Pagewood is a suburb in the Eastern Suburbs of Sydney, in the state of New South Wales, Australia, 8 kilometres south of the Sydney central business district. It is part of the Bayside Council.

Pagewood has a mixture of residential and industrial areas.

==History==

Pagewood was originally known as "South Daceyville", before being renamed to "Pagewood" in 1929, to honour the late Alderman Fred Page, the Mayor of Botany Council in 1928. The name "Kingsford" was also considered for Pagewood, but it was rejected and later used as the new name for South Kensington.

Development of Pagewood began in 1919 with an estate called Monash Gardens. The northern part of Pagewood was originally designed to be the southern part of the Daceyville garden suburb, and many park and street layouts in Pagewood remain unchanged from the original Daceyville plans. However, unlike Daceyville, which was developed as Australia's first public housing scheme and then used to provide housing after World War I, Pagewood was privately developed.
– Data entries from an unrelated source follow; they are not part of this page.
// doc_transform - Write-Back Module
//
// Reinserts a mutated subtree at the location a lookup chain identified,
// leaving sibling keys and elements untouched.

use serde_json::{Map, Value};
use tracing::trace;

use crate::error::{Result, TransformError};
use crate::lookup::{ensure_mut, find_element, LookupStep};
use crate::path::PathSegment;
use crate::resolve::ResolvedPath;
use crate::value_type_name;

/// Set `node` at the location described by `resolved` and its lookup `steps`
///
/// # Terminal cases
/// - Root path: `node` replaces the whole document
/// - Named field: the field is set on the parent reached by the chain minus
///   its last step; missing intermediate mappings are created
/// - Filter: the first element matching the condition is replaced, or `node`
///   is appended when nothing matches
/// - Index: the element at that position (`-` is the last one) is replaced
///
/// # Errors
/// * A filter with several conditions or a dotted key as the final segment
/// * An index outside the sequence
/// * A mapping or sequence expected where another kind of node was found
pub fn set_at_path(
    doc: &mut Value,
    resolved: &ResolvedPath,
    steps: &[LookupStep],
    node: Value,
) -> Result<()> {
    if steps.len() != resolved.segments.len() {
        return Err(TransformError::invalid_operation(format!(
            "lookup chain of {} steps does not match path of {} segments",
            steps.len(),
            resolved.segments.len()
        )));
    }

    let Some(last) = resolved.last_segment() else {
        trace!("replacing document root");
        *doc = node;
        return Ok(());
    };

    if let Some(field) = resolved.terminal_field() {
        trace!(field, "writing named field");
        let parent = ensure_mut(doc, &steps[..steps.len() - 1])?;
        return set_field(parent, field, node);
    }

    match last {
        PathSegment::Filter(conditions) => {
            if last.is_composite_filter() {
                return Err(TransformError::invalid_operation(
                    "composite filters not supported in final path segment",
                ));
            }
            let items = match ensure_mut(doc, &steps[..steps.len() - 1])? {
                Value::Array(items) => items,
                other => {
                    return Err(TransformError::type_mismatch(
                        "sequence",
                        value_type_name(other),
                    ));
                }
            };
            match find_element(items, conditions) {
                Some(idx) => {
                    trace!(idx, "replacing filtered element");
                    items[idx] = node;
                }
                None => {
                    trace!("no element matched, appending");
                    items.push(node);
                }
            }
            Ok(())
        }
        PathSegment::Index(index) => {
            // the step before the index names the sequence on its parent
            let Some(LookupStep::Field(name)) = steps.len().checked_sub(2).and_then(|i| steps.get(i))
            else {
                return Err(TransformError::invalid_operation(
                    "index segment must follow a sequence field",
                ));
            };
            let parent = ensure_mut(doc, &steps[..steps.len() - 2])?;
            let Some(Value::Array(items)) = parent.as_object_mut().and_then(|map| map.get_mut(name))
            else {
                return Err(TransformError::lookup_failed(format!(
                    "sequence '{name}' not found"
                )));
            };
            let pos = index.resolve(items.len()).ok_or_else(|| {
                TransformError::lookup_failed(format!(
                    "index {index:?} out of range for sequence '{name}' of {} elements",
                    items.len()
                ))
            })?;
            trace!(pos, sequence = %name, "replacing indexed element");
            items[pos] = node;
            Ok(())
        }
        other => Err(TransformError::invalid_operation(format!(
            "cannot write to non-terminal segment {other:?}"
        ))),
    }
}

/// Set `field` on a mapping, keeping its position if it already exists
pub(crate) fn set_field(parent: &mut Value, field: &str, node: Value) -> Result<()> {
    if parent.is_null() {
        *parent = Value::Object(Map::new());
    }
    match parent {
        Value::Object(map) => {
            map.insert(field.to_string(), node);
            Ok(())
        }
        other => Err(TransformError::type_mismatch(
            "mapping",
            value_type_name(other),
        )),
    }
}
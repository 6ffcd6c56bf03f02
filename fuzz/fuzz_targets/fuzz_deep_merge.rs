#![no_main]

use doc_transform::merge::{add_merge, update_merge};
use libfuzzer_sys::fuzz_target;
use serde_json::Value;

fuzz_target!(|data: &[u8]| {
    if data.len() < 2 {
        return;
    }

    let split = data.len() / 2;
    let (data1, data2) = data.split_at(split);

    if let (Ok(v1), Ok(v2)) = (
        serde_json::from_slice::<Value>(data1),
        serde_json::from_slice::<Value>(data2),
    ) {
        // Update must be idempotent
        let once = update_merge(v1.clone(), v2.clone());
        let twice = update_merge(once.clone(), v2.clone());
        assert_eq!(once, twice, "update merge is not idempotent");

        // Add may fail on kind conflicts but must not panic
        let both_objects = v1.is_object() && v2.is_object();
        if let Ok(merged) = add_merge(v1, v2) {
            if both_objects {
                assert!(merged.is_object(), "mapping merge produced a non-mapping");
            }
        }
    }
});
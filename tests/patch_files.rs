use doc_transform::{
    load_document, render_document, ChangeSet, DocumentFormat, TransformError, TransformSession,
};
use serde_json::json;

const DEPLOYMENT: &str = r#"apiVersion: apps/v1
kind: Deployment
metadata:
  name: web
  namespace: prod
  labels:
    app: web
spec:
  replicas: 2
  template:
    spec:
      containers:
        - name: app
          image: nginx:1.25
          ports:
            - containerPort: 80
        - name: sidecar
          image: envoy:1.29
"#;

#[test]
fn test_yaml_patch_file_round_trip() {
    let patch = r#"
- path: spec.template.spec.containers[name=app].image
  kind: update
  value: nginx:1.27
- path: metadata.labels
  kind: add
  values:
    tier: frontend
- path: spec.template.spec.containers[name=sidecar]
  kind: update
  values:
    securityContext:
      runAsNonRoot: true
- path: spec.replicas
  kind: delete
"#;

    let doc = load_document(DEPLOYMENT, DocumentFormat::Yaml).unwrap();
    let changes = ChangeSet::from_str_with(patch, DocumentFormat::Yaml).unwrap();
    let mut session = TransformSession::new(doc);
    session.apply_all(changes.iter()).unwrap();
    assert_eq!(session.changes_applied(), 4);

    let containers = &session.document()["spec"]["template"]["spec"]["containers"];
    assert_eq!(containers[0]["image"], "nginx:1.27");
    assert_eq!(containers[0]["ports"], json!([{"containerPort": 80}]));
    assert_eq!(
        containers[1]["securityContext"],
        json!({"runAsNonRoot": true})
    );
    assert_eq!(
        session.document()["metadata"]["labels"],
        json!({"app": "web", "tier": "frontend"})
    );
    assert!(session.query("spec.replicas").unwrap().is_none());

    let rendered = render_document(session.document(), DocumentFormat::Yaml).unwrap();
    assert!(rendered.starts_with("apiVersion: apps/v1\nkind: Deployment\nmetadata:\n"));
    assert!(rendered.contains("nginx:1.27"));
    assert!(!rendered.contains("replicas"));
}

#[test]
fn test_numeric_filter_against_yaml_numbers() {
    let doc = load_document(DEPLOYMENT, DocumentFormat::Yaml).unwrap();
    let mut session = TransformSession::new(doc);
    session
        .execute_transform(
            "spec.template.spec.containers[name=app].ports[containerPort=80].protocol",
            doc_transform::ChangeKind::Add,
            Some("TCP"),
            None,
        )
        .unwrap();
    assert_eq!(
        session.document()["spec"]["template"]["spec"]["containers"][0]["ports"][0],
        json!({"containerPort": 80, "protocol": "TCP"})
    );
}

#[test]
fn test_failing_patch_keeps_earlier_changes() {
    let patch = r#"[
        {"path": "metadata.name", "kind": "update", "value": "web-2"},
        {"path": "spec.template.spec.containers[name=missing].image", "kind": "update", "value": "x"},
        {"path": "metadata.namespace", "kind": "update", "value": "dev"}
    ]"#;

    let doc = load_document(DEPLOYMENT, DocumentFormat::Yaml).unwrap();
    let changes = ChangeSet::from_str_with(patch, DocumentFormat::Json).unwrap();
    let mut session = TransformSession::new(doc);

    let err = session.apply_all(changes.iter()).unwrap_err();
    assert!(matches!(err, TransformError::LookupFailed(_)));
    assert_eq!(session.document()["metadata"]["name"], "web-2");
    assert_eq!(session.document()["metadata"]["namespace"], "prod");
}
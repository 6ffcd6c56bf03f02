//! Path parsing for document transforms
//!
//! This module turns path strings like `spec.containers[name=app].image` or
//! `pods.[metadata.namespace=foo,metadata.name=bar].metadata.labels.app`
//! into typed [`PathSegment`]s.
//!
//! Parsing runs in two passes. The first pass splits the string into tokens
//! on `.` and `[...]` boundaries, honouring double quotes. The second pass
//! assigns each key its final kind by looking one token ahead: a key followed
//! by a selector is a [`PathSegment::Sequence`], a key followed by another key
//! is a [`PathSegment::Map`] and the last key is a [`PathSegment::Scalar`].

use crate::error::{Result, TransformError};

/// Represents a single segment in a document path
#[derive(Debug, PartialEq, Eq, Clone)]
pub enum PathSegment {
    /// Key whose value is another mapping
    Map(String),
    /// Final key, directly settable as a named field
    Scalar(String),
    /// Key whose value is a sequence; always followed by a selector
    Sequence(String),
    /// ANDed `key=value` conditions selecting one element of a sequence
    Filter(Vec<Condition>),
    /// Position of one element of a sequence
    Index(SequenceIndex),
}

impl PathSegment {
    /// The field name for key segments, `None` for selectors
    pub fn key(&self) -> Option<&str> {
        match self {
            PathSegment::Map(key) | PathSegment::Scalar(key) | PathSegment::Sequence(key) => {
                Some(key)
            }
            PathSegment::Filter(_) | PathSegment::Index(_) => None,
        }
    }

    pub fn is_selector(&self) -> bool {
        matches!(self, PathSegment::Filter(_) | PathSegment::Index(_))
    }

    /// A filter with several conditions or with a dotted condition key
    pub fn is_composite_filter(&self) -> bool {
        match self {
            PathSegment::Filter(conditions) => {
                conditions.len() > 1 || conditions.iter().any(Condition::is_nested)
            }
            _ => false,
        }
    }
}

/// One `key=value` condition of a filter segment
///
/// The key may be a dotted path into the element, stored as its components.
#[derive(Debug, PartialEq, Eq, Clone)]
pub struct Condition {
    pub key: Vec<String>,
    pub value: String,
}

impl Condition {
    pub fn new(key: &str, value: &str) -> Self {
        Condition {
            key: vec![key.to_string()],
            value: value.to_string(),
        }
    }

    pub fn is_nested(&self) -> bool {
        self.key.len() > 1
    }

    pub fn key_path(&self) -> String {
        self.key.join(".")
    }
}

/// Element position selected by an index segment
#[derive(Debug, PartialEq, Eq, Clone, Copy)]
pub enum SequenceIndex {
    At(usize),
    /// `-`, the last existing element
    Last,
}

impl SequenceIndex {
    /// Resolve against a sequence of `len` elements, `None` when out of range
    pub fn resolve(self, len: usize) -> Option<usize> {
        match self {
            SequenceIndex::At(idx) if idx < len => Some(idx),
            SequenceIndex::Last if len > 0 => Some(len - 1),
            _ => None,
        }
    }
}

/// Raw token produced by the first pass
#[derive(Debug)]
enum Token {
    /// Unbracketed text; `quoted` when the whole token was a `"..."` literal
    Key { text: String, quoted: bool },
    /// Contents of a `[...]` selector
    Bracket(String),
}

/// Token after content classification, before lookahead
#[derive(Debug)]
enum Classified {
    Key(String),
    Filter(Vec<Condition>),
    Index(SequenceIndex),
}

/// Parse a path string into a sequence of path segments
///
/// # Supported Syntax
/// - Dot notation: `a.b.c` → nested mappings, `c` is the settable field
/// - Filters: `items[name=web]`, `items.[a.b=1,c=2]` → sequence element match
/// - Indices: `items[0]`, `items.[-]` → sequence element by position
/// - Literal keys: `"app.kubernetes.io/name"` → never split or re-parsed
/// - Root: `""` or `"."` → no segments
///
/// # Examples
/// ```
/// use doc_transform::path::{parse_path, Condition, PathSegment};
///
/// assert_eq!(
///     parse_path("foo.subset[uuid=123].test").unwrap(),
///     vec![
///         PathSegment::Map("foo".into()),
///         PathSegment::Sequence("subset".into()),
///         PathSegment::Filter(vec![Condition::new("uuid", "123")]),
///         PathSegment::Scalar("test".into()),
///     ]
/// );
///
/// assert!(parse_path(".").unwrap().is_empty());
/// ```
pub fn parse_path(path: &str) -> Result<Vec<PathSegment>> {
    let tokens = tokenize(path)?;
    let classified = tokens
        .into_iter()
        .map(|token| classify(token, path))
        .collect::<Result<Vec<_>>>()?;
    assign_kinds(classified, path)
}

fn tokenize(path: &str) -> Result<Vec<Token>> {
    let body = path.strip_prefix('.').unwrap_or(path);
    let mut tokens = Vec::new();
    let mut current = String::new();
    // Set after `]` or a quoted literal: only `.`, `[` or the end may follow
    let mut closed = false;
    let mut chars = body.chars().peekable();

    while let Some(ch) = chars.next() {
        match ch {
            '.' => {
                if !closed {
                    if current.is_empty() {
                        return Err(TransformError::malformed_path(path, "empty path segment"));
                    }
                    tokens.push(Token::Key {
                        text: std::mem::take(&mut current),
                        quoted: false,
                    });
                }
                closed = false;
                if chars.peek().is_none() {
                    return Err(TransformError::malformed_path(path, "trailing '.'"));
                }
            }
            '[' => {
                if !current.is_empty() {
                    tokens.push(Token::Key {
                        text: std::mem::take(&mut current),
                        quoted: false,
                    });
                }
                let mut content = String::new();
                let mut in_quotes = false;
                let mut terminated = false;
                for c in chars.by_ref() {
                    match c {
                        '"' => {
                            in_quotes = !in_quotes;
                            content.push(c);
                        }
                        ']' if !in_quotes => {
                            terminated = true;
                            break;
                        }
                        '[' if !in_quotes => {
                            return Err(TransformError::malformed_path(
                                path,
                                "nested '[' in selector",
                            ));
                        }
                        _ => content.push(c),
                    }
                }
                if !terminated {
                    return Err(TransformError::malformed_path(path, "unmatched '['"));
                }
                if content.trim().is_empty() {
                    return Err(TransformError::malformed_path(path, "empty selector"));
                }
                tokens.push(Token::Bracket(content));
                closed = true;
            }
            ']' => {
                return Err(TransformError::malformed_path(path, "unexpected ']'"));
            }
            '"' => {
                if closed {
                    return Err(TransformError::malformed_path(
                        path,
                        "expected '.' or '[' after closing quote or bracket",
                    ));
                }
                let literal = read_quoted(&mut chars)
                    .ok_or_else(|| TransformError::malformed_path(path, "unmatched '\"'"))?;
                if current.is_empty() {
                    tokens.push(Token::Key {
                        text: literal,
                        quoted: true,
                    });
                    closed = true;
                } else {
                    // quoted substring inside an unbracketed token, e.g. `name="a.b"`
                    current.push('"');
                    current.push_str(&literal);
                    current.push('"');
                }
            }
            _ => {
                if closed {
                    return Err(TransformError::malformed_path(
                        path,
                        "expected '.' or '[' after closing quote or bracket",
                    ));
                }
                current.push(ch);
            }
        }
    }

    if !current.is_empty() {
        tokens.push(Token::Key {
            text: current,
            quoted: false,
        });
    }

    Ok(tokens)
}

/// Consume characters up to the closing quote, `None` if it never comes
fn read_quoted(chars: &mut impl Iterator<Item = char>) -> Option<String> {
    let mut literal = String::new();
    for c in chars {
        if c == '"' {
            return Some(literal);
        }
        literal.push(c);
    }
    None
}

fn classify(token: Token, path: &str) -> Result<Classified> {
    match token {
        Token::Key { text, quoted: true } => Ok(Classified::Key(text)),
        Token::Key {
            text,
            quoted: false,
        } => {
            if find_unquoted(&text, '=').is_some() {
                return parse_conditions(&text, path).map(Classified::Filter);
            }
            if let Some(index) = parse_index(&text, path)? {
                return Ok(Classified::Index(index));
            }
            if text.contains('"') {
                return Err(TransformError::malformed_path(
                    path,
                    format!("unexpected quote in key '{text}'"),
                ));
            }
            Ok(Classified::Key(text))
        }
        Token::Bracket(content) => {
            if find_unquoted(&content, '=').is_some() {
                return parse_conditions(&content, path).map(Classified::Filter);
            }
            parse_index(content.trim(), path)?
                .map(Classified::Index)
                .ok_or_else(|| {
                    TransformError::malformed_path(
                        path,
                        format!("'[{content}]' is neither a filter nor an index"),
                    )
                })
        }
    }
}

fn parse_index(text: &str, path: &str) -> Result<Option<SequenceIndex>> {
    if text == "-" {
        return Ok(Some(SequenceIndex::Last));
    }
    if text.is_empty() || !text.bytes().all(|b| b.is_ascii_digit()) {
        return Ok(None);
    }
    text.parse::<usize>()
        .map(|idx| Some(SequenceIndex::At(idx)))
        .map_err(|_| TransformError::malformed_path(path, format!("invalid index: {text}")))
}

fn parse_conditions(text: &str, path: &str) -> Result<Vec<Condition>> {
    split_unquoted(text, ',')
        .into_iter()
        .map(|raw| {
            let eq = find_unquoted(raw, '=').ok_or_else(|| {
                TransformError::malformed_path(
                    path,
                    format!("filter condition '{}' has no '='", raw.trim()),
                )
            })?;
            let key = split_unquoted(raw[..eq].trim(), '.')
                .into_iter()
                .map(|component| unquote(component.trim()).to_string())
                .collect::<Vec<_>>();
            if key.iter().any(String::is_empty) {
                return Err(TransformError::malformed_path(
                    path,
                    format!("filter condition '{}' has an empty key", raw.trim()),
                ));
            }
            Ok(Condition {
                key,
                value: unquote(raw[eq + 1..].trim()).to_string(),
            })
        })
        .collect()
}

fn assign_kinds(classified: Vec<Classified>, path: &str) -> Result<Vec<PathSegment>> {
    let mut segments = Vec::with_capacity(classified.len());
    let mut window = classified.into_iter().peekable();
    let mut prev_was_key = false;

    while let Some(current) = window.next() {
        let next = window.peek();
        let segment = match current {
            Classified::Key(key) => match next {
                Some(Classified::Filter(_) | Classified::Index(_)) => PathSegment::Sequence(key),
                Some(Classified::Key(_)) => PathSegment::Map(key),
                None => PathSegment::Scalar(key),
            },
            Classified::Filter(conditions) => {
                if !prev_was_key {
                    return Err(TransformError::malformed_path(
                        path,
                        "filter must follow a sequence key",
                    ));
                }
                PathSegment::Filter(conditions)
            }
            Classified::Index(index) => {
                if !prev_was_key {
                    return Err(TransformError::malformed_path(
                        path,
                        "index must follow a sequence key",
                    ));
                }
                PathSegment::Index(index)
            }
        };
        prev_was_key = !segment.is_selector();
        segments.push(segment);
    }

    Ok(segments)
}

/// Byte offset of the first `needle` outside double quotes
fn find_unquoted(text: &str, needle: char) -> Option<usize> {
    let mut in_quotes = false;
    for (idx, c) in text.char_indices() {
        match c {
            '"' => in_quotes = !in_quotes,
            c if c == needle && !in_quotes => return Some(idx),
            _ => {}
        }
    }
    None
}

fn split_unquoted(text: &str, sep: char) -> Vec<&str> {
    let mut parts = Vec::new();
    let mut rest = text;
    while let Some(idx) = find_unquoted(rest, sep) {
        parts.push(&rest[..idx]);
        rest = &rest[idx + sep.len_utf8()..];
    }
    parts.push(rest);
    parts
}

fn unquote(text: &str) -> &str {
    text.strip_prefix('"')
        .and_then(|t| t.strip_suffix('"'))
        .unwrap_or(text)
}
The southern part of Pagewood was originally named Dudley, and Dudley Street remains in southern Pagewood today.

National Studios was opened in 1935 and for nearly thirty years, Australian and British cinema was produced here.

In 1940, the site was bought by General Motors Holden, which operated a car manufacturing plant until 1981.

In 1953, the Pagewood Rex Hotel, currently called the Pagewood Hotel (2017), opened.

In 1960, the council considered changing the suburb name to East Botany. Residents battled to retain the name, particularly since Botany was becoming an industrial area, while Pagewood retained its identity as a mainly residential area.

Westfield Eastgardens shopping centre in Wentworth Avenue was built in the northern part of the suburb on the old Pagewood Bus Depot and part of the former site of the General Motors Holden car manufacturing plant (and totally on the old National Film Studios) and opened in 1987. The remainder of the site was sold to W.D. & H.O. Wills. Eastgardens, which covers the area around the shopping centre, was officially declared a separate suburb in 1999.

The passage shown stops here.